SpringArm->TargetArmLength = 500.f;
//Socket Offset.
//Socket is an anchor point to other components.
//For instance, in the character case we can define the socket in the character's hand
//this way we can add another component(for example a gun).
//But in our case we will add a camera to our SpringArm
SpringArm->SocketOffset = FVector(0.f,0.f,75.f);
//The relative rotation of the arm regard to its parent.
//We want the camera rotated 180 degrees in the Y axis in order to be situated parallel to the character, at the same level.
//This way we achieve the classic side-scroller camera's style.
SpringArm->RelativeRotation = FRotator(0.f, 180.f, 0.f);
// Creating the UCameraComponent instance.
SideViewCamera = PCIP.CreateDefaultSubobject<UCameraComponent>(this, TEXT("SideViewCamera"));
//The AttachTo method allow us to add an object to another in a given socket. It receives two parameters,
//the first one, the object where we will be anchored (the springArm) and the second the socket's name where we will be anchored.
//USpringArmComponent's SocketName returns the name of the components socket.
SideViewCamera->AttachTo(SpringArm, USpringArmComponent::SocketName);

Pay attention to each line comments so you can understand what each stands for. Overall, we create and configure the USpringArmComponent’s object and then we add it to the Character. Next, we create and configure the UCameraComponent’s object (the game camera) and add it to the USpringArmComponent to fix it to a given distance from the Character. Notice that we create the instances with the received reference in the constructor class using PCIP.CreateDefaultSubobject.

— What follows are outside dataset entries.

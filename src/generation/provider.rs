//! Upstream text-completion streaming
//!
//! The provider is an opaque capability: given a request it yields the raw
//! payload of every upstream unit. Decoding payloads into fragments is the
//! pipeline's job, so a provider never fails on a single bad unit.

use crate::config::GenerationConfig;
use crate::error::{Error, Result};
use crate::generation::sse::DataLineDecoder;
use async_trait::async_trait;
use futures::stream::BoxStream;
use futures::StreamExt;
use serde::{Deserialize, Serialize};
use std::time::Duration;

/// Upstream end-of-stream marker payload
pub const DONE_PAYLOAD: &str = "[DONE]";

/// One chat message sent upstream
#[derive(Debug, Clone, PartialEq, Serialize, Deserialize)]
pub struct ChatMessage {
    pub role: String,
    pub content: String,
}

impl ChatMessage {
    pub fn system(content: impl Into<String>) -> Self {
        Self {
            role: "system".to_string(),
            content: content.into(),
        }
    }

    pub fn user(content: impl Into<String>) -> Self {
        Self {
            role: "user".to_string(),
            content: content.into(),
        }
    }
}

/// A streamed completion request
#[derive(Debug, Clone, Default, PartialEq)]
pub struct CompletionRequest {
    pub messages: Vec<ChatMessage>,
    pub max_tokens: Option<u32>,
    pub temperature: Option<f32>,
}

impl CompletionRequest {
    pub fn new(messages: Vec<ChatMessage>) -> Self {
        Self {
            messages,
            ..Default::default()
        }
    }
}

/// Raw upstream payloads, one per unit
pub type PayloadStream = BoxStream<'static, Result<String>>;

/// Provider-agnostic streaming completion capability
#[async_trait]
pub trait CompletionProvider: Send + Sync {
    /// Start a streamed completion
    async fn open(&self, request: &CompletionRequest) -> Result<PayloadStream>;

    /// Provider name for logging
    fn name(&self) -> &str;
}

// =============================================================================
// OpenAI-compatible provider
// =============================================================================

/// Streams from any OpenAI-compatible `/chat/completions` endpoint
pub struct OpenAiProvider {
    client: reqwest::Client,
    base_url: String,
    api_key: Option<String>,
    model: String,
}

impl OpenAiProvider {
    pub fn from_config(config: &GenerationConfig) -> Result<Self> {
        let client = reqwest::Client::builder()
            .timeout(Duration::from_secs(config.timeout_secs))
            .build()?;

        let api_key = config.resolve_api_key();
        if api_key.is_none() {
            tracing::warn!(
                env = %config.api_key_env,
                "No API key for generation provider; upstream requests will be unauthenticated"
            );
        }

        Ok(Self {
            client,
            base_url: config.base_url.trim_end_matches('/').to_string(),
            api_key,
            model: config.model.clone(),
        })
    }
}

#[derive(Serialize)]
struct ChatCompletionRequest<'a> {
    model: &'a str,
    messages: &'a [ChatMessage],
    stream: bool,
    #[serde(skip_serializing_if = "Option::is_none")]
    max_tokens: Option<u32>,
    #[serde(skip_serializing_if = "Option::is_none")]
    temperature: Option<f32>,
}

#[async_trait]
impl CompletionProvider for OpenAiProvider {
    async fn open(&self, request: &CompletionRequest) -> Result<PayloadStream> {
        let url = format!("{}/chat/completions", self.base_url);
        let body = ChatCompletionRequest {
            model: &self.model,
            messages: &request.messages,
            stream: true,
            max_tokens: request.max_tokens,
            temperature: request.temperature,
        };

        let mut builder = self.client.post(&url).json(&body);
        if let Some(ref key) = self.api_key {
            builder = builder.bearer_auth(key);
        }

        let response = builder
            .send()
            .await
            .map_err(|e| Error::Upstream(format!("request to {} failed: {}", url, e)))?;

        if !response.status().is_success() {
            let status = response.status();
            let text = response.text().await.unwrap_or_default();
            return Err(Error::Upstream(format!("HTTP {}: {}", status, text)));
        }

        let mut body = response.bytes_stream();
        let stream = async_stream::stream! {
            let mut decoder = DataLineDecoder::new();
            while let Some(chunk) = body.next().await {
                let chunk = match chunk {
                    Ok(chunk) => chunk,
                    Err(e) => {
                        yield Err(Error::Upstream(format!("stream interrupted: {}", e)));
                        return;
                    }
                };
                for payload in decoder.push(&chunk) {
                    if payload == DONE_PAYLOAD {
                        return;
                    }
                    yield Ok(payload);
                }
            }
            for payload in decoder.finish() {
                if payload == DONE_PAYLOAD {
                    return;
                }
                yield Ok(payload);
            }
        };

        Ok(stream.boxed())
    }

    fn name(&self) -> &str {
        "openai-compatible"
    }
}


#[cfg(test)]
mod tests {
    use super::*;

    #[test]
    fn test_request_body_shape() {
        let messages = vec![ChatMessage::system("be brief"), ChatMessage::user("hi")];
        let body = ChatCompletionRequest {
            model: "gpt-test",
            messages: &messages,
            stream: true,
            max_tokens: Some(4096),
            temperature: Some(0.0),
        };
        let json = serde_json::to_value(&body).unwrap();
        assert_eq!(json["model"], "gpt-test");
        assert_eq!(json["stream"], true);
        assert_eq!(json["messages"][0]["role"], "system");
        assert_eq!(json["messages"][1]["content"], "hi");
        assert_eq!(json["max_tokens"], 4096);
        assert_eq!(json["temperature"], 0.0);
    }

    #[test]
    fn test_optional_fields_omitted() {
        let messages = vec![ChatMessage::user("hi")];
        let body = ChatCompletionRequest {
            model: "gpt-test",
            messages: &messages,
            stream: true,
            max_tokens: None,
            temperature: None,
        };
        let json = serde_json::to_value(&body).unwrap();
        assert!(json.get("max_tokens").is_none());
        assert!(json.get("temperature").is_none());
    }

    #[test]
    fn test_from_config_trims_base_url() {
        let config = GenerationConfig {
            base_url: "http://localhost:11434/v1/".to_string(),
            api_key_env: "INSIGHTMAP_TEST_KEY_THAT_IS_NOT_SET".to_string(),
            ..Default::default()
        };
        let provider = OpenAiProvider::from_config(&config).unwrap();
        assert_eq!(provider.base_url, "http://localhost:11434/v1");
        assert!(provider.api_key.is_none());
        assert_eq!(provider.name(), "openai-compatible");
    }

    #[tokio::test]
    async fn test_open_unreachable_upstream() {
        let config = GenerationConfig {
            base_url: "http://127.0.0.1:9".to_string(),
            api_key_env: "INSIGHTMAP_TEST_KEY_THAT_IS_NOT_SET".to_string(),
            timeout_secs: 2,
            ..Default::default()
        };
        let provider = OpenAiProvider::from_config(&config).unwrap();
        let result = provider
            .open(&CompletionRequest::new(vec![ChatMessage::user("hi")]))
            .await;
        assert!(matches!(result, Err(Error::Upstream(_))));
    }
}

Ready, build and play the game. Now you have the game view in the side-scroller style :). Try to move in the level just created to see how the camera follows your every moment, always at a fixed distance.

New game view configuration to match the side-scroller camera's style

New game view configuration to match the side-scroller camera’s style


Don’t close the editor. Let’s focus in HeroCharacterBlueprint. In the last tutorial, we created this blueprint in the Character folder. Open it and activate the Components mode (upper-right corner). Notice that now in the Character’s Components panel we have a new object: the SpringArm and it contains a child the SideViewCamera. Check out all the properties defined by code. You can also check all the default properties values, change the values, and check out the different outcomes.

To test the parameters effect of the UPROPERTY macro in practice, go back to the code and delete the VisibleAnywhere parameter set in the property and build again. When you open the HeroCharacterBlueprint in the editor, in spite of seeing the components, we can’t see the properties values in the details panel when we select them.

Modifying the game controls for a side-scroller’s game.

So far we have set the camera’s style but I’m sure you noticed that the game controls don’t fit our game’s style, given that the character can move both in X and Y axis which is very unusual in a side-scroller game. Therefore we’ll change the game controls a bit to adjust them to the side-scroller style. We will also add two new actions and controllers to our character: run and jump.

I assume that after the last tutorial you have a couple of ideas of how to add these actions. In the Editor, select Edit/Project Settings/Input and leave only the MoveRight entry. Now let’s add another input type the ActionBinding. These entries, unlike the AxisBinding entries, are used to execute specific actions e.g. to jump or open a door. Create a new entry of this data type and name it Jump. Select the space bar as the key control. If you look closely you will notice that we can also define that the action gets executed when two keys are pressed simultaneously. In this case, will only use the space bar to jump.

New configuration of the game's controls. Adding jump control.

New configuration of the game’s controls. Adding jump control.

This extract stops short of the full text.